FT : Tout à fait : il y a la marche libre et la marche non libre. Mais oui, sans doute que chez moi le travail a remplacé l’amour [rires]. Gauvreau disait — et je l’ai toujours gardé en tête — qu’il y avait le travail-corvée et le travail-passion. Je me suis promise très jeune que je vivrais pour le travail-passion. Le travail-corvée, je l’ai connu dans les commerces où j’ai commencé à travailler à l’âge de huit ans. Je le connaissais encore à 20 ans, le travail-corvée. Je me disais qu’une émancipation venait par le travail. À l’époque où je voulais travailler, tout n’était pas ouvert aux femmes. C’est assez fascinant de lire l’histoire des femmes et du travail.

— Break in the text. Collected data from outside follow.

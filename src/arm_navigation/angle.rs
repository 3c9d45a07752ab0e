//! Wraparound-safe angle arithmetic in degrees.
//!
//! All angles are normalized into (-180, 180].

use nalgebra::Vector4;

use crate::common::Configuration;

/// Wrap an angle in degrees into (-180, 180]
pub fn normalize_angle(angle: f64) -> f64 {
    if angle > -180.0 && angle <= 180.0 {
        return angle;
    }
    let wrapped = (angle + 180.0).rem_euclid(360.0) - 180.0;
    if wrapped <= -180.0 {
        wrapped + 360.0
    } else {
        wrapped
    }
}

/// Signed shortest difference `a - b` per joint, each in (-180, 180]
pub fn angle_difference(a: &Configuration, b: &Configuration) -> Vector4<f64> {
    (a.angles() - b.angles()).map(normalize_angle)
}

/// `n` configurations from `from` to `to` (both included), moving every
/// joint along its shortest angular path
pub fn angle_linspace(from: &Configuration, to: &Configuration, n: usize) -> Vec<Configuration> {
    match n {
        0 => Vec::new(),
        1 => vec![*from],
        _ => {
            let delta = angle_difference(to, from);
            let last = (n - 1) as f64;
            (0..n)
                .map(|i| Configuration::from_vector(from.angles() + delta * (i as f64 / last)))
                .collect()
        }
    }
}
//! Value iteration for the stochastic grid world
//!
//! Each action moves as intended with probability `1 - epsilon` and slips
//! sideways otherwise. Arriving at the goal pays +1, leaving the grid or
//! hitting an obstacle pays -1 and ends the episode; both rewards arrive
//! one step later and are discounted by `gamma`:
//!
//! V*(s) = max_a sum_s' P(s' | s, a) * gamma * u(s')
//!
//! where u(s') is the terminal reward for goal and crash outcomes and
//! V*(s') otherwise.

use std::cmp::Reverse;

use log::{info, trace, warn};
use ordered_float::OrderedFloat;

use crate::common::{GridCell, GridSolver, RoboticsError, RoboticsResult};
use crate::decision_making::grid_world::{Action, GridWorld};
use crate::decision_making::solution::{Convergence, Policy, Solution, SolverConfig, ValueFunction};

/// Default discount factor
pub const DEFAULT_GAMMA: f64 = 0.99;

/// Reward for arriving at the goal, also its pinned value
const GOAL_REWARD: f64 = 1.0;

/// Reward for a move into an obstacle or off the grid
const CRASH_REWARD: f64 = -1.0;

/// Stochastic value-iteration solver
pub struct Mdp<'a> {
    world: &'a GridWorld,
    gamma: f64,
    config: SolverConfig,
}

impl<'a> Mdp<'a> {
    pub fn new(world: &'a GridWorld, gamma: f64, config: SolverConfig) -> RoboticsResult<Self> {
        config.validate()?;
        if !(0.0..1.0).contains(&gamma) {
            return Err(RoboticsError::InvalidParameter(format!(
                "discount factor must be in [0, 1), got {}",
                gamma
            )));
        }
        Ok(Self { world, gamma, config })
    }

    /// Solver with `DEFAULT_GAMMA` and the default stopping rule
    pub fn with_defaults(world: &'a GridWorld) -> RoboticsResult<Self> {
        Self::new(world, DEFAULT_GAMMA, SolverConfig::default())
    }

    pub fn gamma(&self) -> f64 {
        self.gamma
    }

    pub fn config(&self) -> &SolverConfig {
        &self.config
    }

    /// Goal at one, every other cell at zero
    pub fn initial_values(&self) -> ValueFunction {
        let mut values = ValueFunction::filled(self.world.grid(), 0.0);
        values.set(self.world.goal(), GOAL_REWARD);
        values
    }

    /// Iterate from `initial` instead of the default initialization.
    /// The goal entry is reset to its reward.
    pub fn solve_from(&self, initial: ValueFunction) -> RoboticsResult<Solution<ValueFunction>> {
        if !initial.matches_grid(self.world.grid()) {
            return Err(RoboticsError::InvalidParameter(
                "initial value function was computed on a different grid".to_string(),
            ));
        }
        let goal = self.world.goal();
        let mut values = initial;
        values.set(goal, GOAL_REWARD);

        let mut convergence = None;
        let mut residual = f64::INFINITY;
        for iteration in 0..self.config.max_iterations {
            let mut next = values.clone();
            residual = 0.0;
            for cell in self.world.grid().cells() {
                if cell == goal || !self.world.state_consistency_check(cell) {
                    continue;
                }
                let updated = Action::ALL
                    .iter()
                    .map(|&action| self.expected_return(&values, cell, action))
                    .fold(f64::NEG_INFINITY, f64::max);
                let old = values.peek(cell).unwrap_or(0.0);
                residual = residual.max((updated - old).abs());
                next.set(cell, updated);
            }
            values = next;
            trace!("MDP sweep {}: residual {}", iteration + 1, residual);

            if residual < self.config.tolerance {
                info!("MDP converged after {} iterations", iteration + 1);
                convergence = Some(Convergence::Converged {
                    iterations: iteration + 1,
                    residual,
                });
                break;
            }
        }
        let convergence = convergence.unwrap_or_else(|| {
            warn!(
                "MDP stopped at the iteration cap ({}) with residual {}",
                self.config.max_iterations, residual
            );
            Convergence::IterationCap {
                iterations: self.config.max_iterations,
                residual,
            }
        });

        let policy = self.extract_policy(&values);
        Ok(Solution {
            table: values,
            policy,
            convergence,
        })
    }

    /// Greedy policy for every free cell
    pub fn extract_policy(&self, values: &ValueFunction) -> Policy {
        let mut policy = Policy::filled(self.world.grid(), Action::Up);
        for cell in self.world.grid().cells() {
            if self.world.state_consistency_check(cell) {
                policy.set(cell, self.greedy_action(values, cell));
            }
        }
        policy
    }

    /// Expected discounted return of taking `action` in `cell`
    pub fn expected_return(&self, values: &ValueFunction, cell: GridCell, action: Action) -> f64 {
        self.world
            .probabilistic_transition_function(cell, action)
            .into_iter()
            .map(|(next, p)| p * self.gamma * self.outcome_value(values, next))
            .sum()
    }

    fn outcome_value(&self, values: &ValueFunction, next: GridCell) -> f64 {
        if !self.world.is_admissible(next) {
            CRASH_REWARD
        } else if next == self.world.goal() {
            GOAL_REWARD
        } else {
            values.peek(next).unwrap_or(0.0)
        }
    }
}

impl GridSolver for Mdp<'_> {
    type Table = ValueFunction;

    fn solve(&self) -> RoboticsResult<Solution<ValueFunction>> {
        self.solve_from(self.initial_values())
    }

    /// Action with the highest expected return, ties go to the lowest
    /// action index
    fn greedy_action(&self, values: &ValueFunction, cell: GridCell) -> Action {
        Action::ALL
            .iter()
            .copied()
            .min_by_key(|&action| Reverse(OrderedFloat(self.expected_return(values, cell, action))))
            .unwrap_or(Action::Up)
    }
}
//! In-memory scene descriptions handed to the planners and solvers.
//!
//! Loading them from disk is left to the caller; with the `serde` feature
//! they deserialize from any serde format.

#[cfg(feature = "serde")]
use serde::{Deserialize, Serialize};

use crate::arm_navigation::{ArmConfig, ManipulatorEnv};
use crate::common::{CircleObstacle, Configuration, GridCell, RoboticsResult};
use crate::decision_making::GridWorld;
use crate::utils::OccupancyGrid;

/// Manipulator planning problem
#[derive(Debug, Clone, PartialEq)]
#[cfg_attr(feature = "serde", derive(Serialize, Deserialize))]
pub struct ManipulatorScene {
    pub start: Configuration,
    pub goal: Configuration,
    pub obstacles: Vec<CircleObstacle>,
    pub collision_threshold: f64,
    /// Unit links when absent
    #[cfg_attr(feature = "serde", serde(default))]
    pub link_lengths: Option<[f64; 4]>,
}

impl ManipulatorScene {
    pub fn environment(&self) -> RoboticsResult<ManipulatorEnv> {
        let arm = ArmConfig {
            link_lengths: self
                .link_lengths
                .unwrap_or(ArmConfig::default().link_lengths),
            collision_threshold: self.collision_threshold,
        };
        ManipulatorEnv::with_arm(self.obstacles.clone(), arm)
    }
}

/// Grid-world decision problem
#[derive(Debug, Clone, PartialEq)]
#[cfg_attr(feature = "serde", derive(Serialize, Deserialize))]
pub struct GridScene {
    pub occupancy: OccupancyGrid,
    pub start: GridCell,
    pub goal: GridCell,
    /// Propagation probability
    pub epsilon: f64,
}

impl GridScene {
    pub fn world(&self) -> RoboticsResult<GridWorld> {
        GridWorld::new(self.occupancy.clone(), self.start, self.goal, self.epsilon)
    }
}

#[cfg(test)]
mod tests {
    use super::*;

    #[test]
    fn test_manipulator_scene_builds_env() {
        let scene = ManipulatorScene {
            start: Configuration::zero(),
            goal: Configuration::new([90.0, 0.0, 0.0, 0.0]),
            obstacles: vec![CircleObstacle::new(2.0, 2.0, 0.5)],
            collision_threshold: 0.1,
            link_lengths: None,
        };
        let env = scene.environment().unwrap();
        assert_eq!(env.obstacles().len(), 1);
        assert_eq!(env.arm().link_lengths, [1.0; 4]);
        assert!(!env.check_collision(&scene.start));
    }

    #[test]
    fn test_grid_scene_validates() {
        let scene = GridScene {
            occupancy: OccupancyGrid::from_rows(&[[0, 0], [1, 0]]).unwrap(),
            start: GridCell::new(1, 0),
            goal: GridCell::new(0, 1),
            epsilon: 0.1,
        };
        assert!(scene.world().is_err());
        let scene = GridScene {
            start: GridCell::new(0, 0),
            ..scene
        };
        assert_eq!(scene.world().unwrap().goal(), GridCell::new(0, 1));
    }

    #[cfg(feature = "serde")]
    #[test]
    fn test_manipulator_scene_from_json() {
        let json = r#"{
            "start": [0.0, 0.0, 0.0, 190.0],
            "goal": [90.0, 0.0, 0.0, 0.0],
            "obstacles": [{"x": 2.0, "y": 2.0, "radius": 0.5}],
            "collision_threshold": 0.05
        }"#;
        let scene: ManipulatorScene = serde_json::from_str(json).unwrap();
        // Angles are normalized on the way in
        assert_eq!(scene.start[3], -170.0);
        assert_eq!(scene.link_lengths, None);
        assert_eq!(scene.obstacles[0], CircleObstacle::new(2.0, 2.0, 0.5));
    }
}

Le travail, pour moi, a toujours eu un aspect émancipateur très fort. Le travail devait amener à la passion, à me tenir dans la passion. Le travail aliénant, c’est le travail dont parle Marx. Encore là, ce n’est pas parce qu’on fait un travail manuel que ce n’est pas un travail émancipateur. Mon personnage d’Élisabeth, préposée aux bénéficiaires dans Va et nous venge, le prouve. J’essaie de toujours écrire de façon incarnée.

 

Vous écrivez dans Entre raison et déraison que vous privilégiez l’incarnation, mais par l’action : «Une amie aimait rappeler que les femmes fétichisent moins l’œuvre d’art. J’aimerais qu’il en soit longtemps ainsi. Écrire pour connaître. Le plaisir vient de la formule. Écrire est une modalité d’action. Je ne souhaite écrire que les textes auxquels j’aurai été contrainte». Écrire devient ainsi une action au sens fort. Cela rejoint aussi le rapport à l’action du sujet militant, c’est-à-dire le besoin profond d’inscrire l’activité militante dans une action, qui n’est pas du tout de la littérature engagée, ou de l’ordre d’une instrumentalisation de la littérature. Ce serait davantage la littérature comme action puissante, au sens large du terme. Votre œuvre échappe en ce sens au cynisme, ce qui rejoint la question de la promesse. D’où naît ce que vous appelez votre militantisme ?

FT : Cela ne vient pas du tout d’une tradition familiale. J’avais beaucoup aimé les idées de Simone de Beauvoir sur les femmes et la question économique, mais c’est plutôt le livre La politique du mâle de Kate Millett qui a été à l’origine de mon militantisme féministe : sans doute que j’étais alors mûre dans ma pensée. La politique du mâle est une déconstruction systématique du patriarcat, avec beaucoup de rigueur. Je n’ai pas pu faire abstraction de cela. Un changement est survenu. Virginia Woolf m’a ouvert les portes de l’écriture au cours des mêmes années.

 

Pour terminer cet entretien, une question au sujet de vos derniers recueils. Comment le passage de la prose au vers s’est-il fait dans votre œuvre poétique ? C’est tout de même assez récent.

FT : J’en suis étonnée moi-même. La prose, c’était le fragment, les poèmes en prose de Baudelaire, par exemple. À un moment donné, j’ai souhaité que la poésie se livre avec une nouvelle clarté, et le vers est venu. Les écueils sont les mêmes. Il faut travailler la langue, œuvrer frontalement, ouvrir le sujet. D’où l’importance de la forme et de l’usage des mots.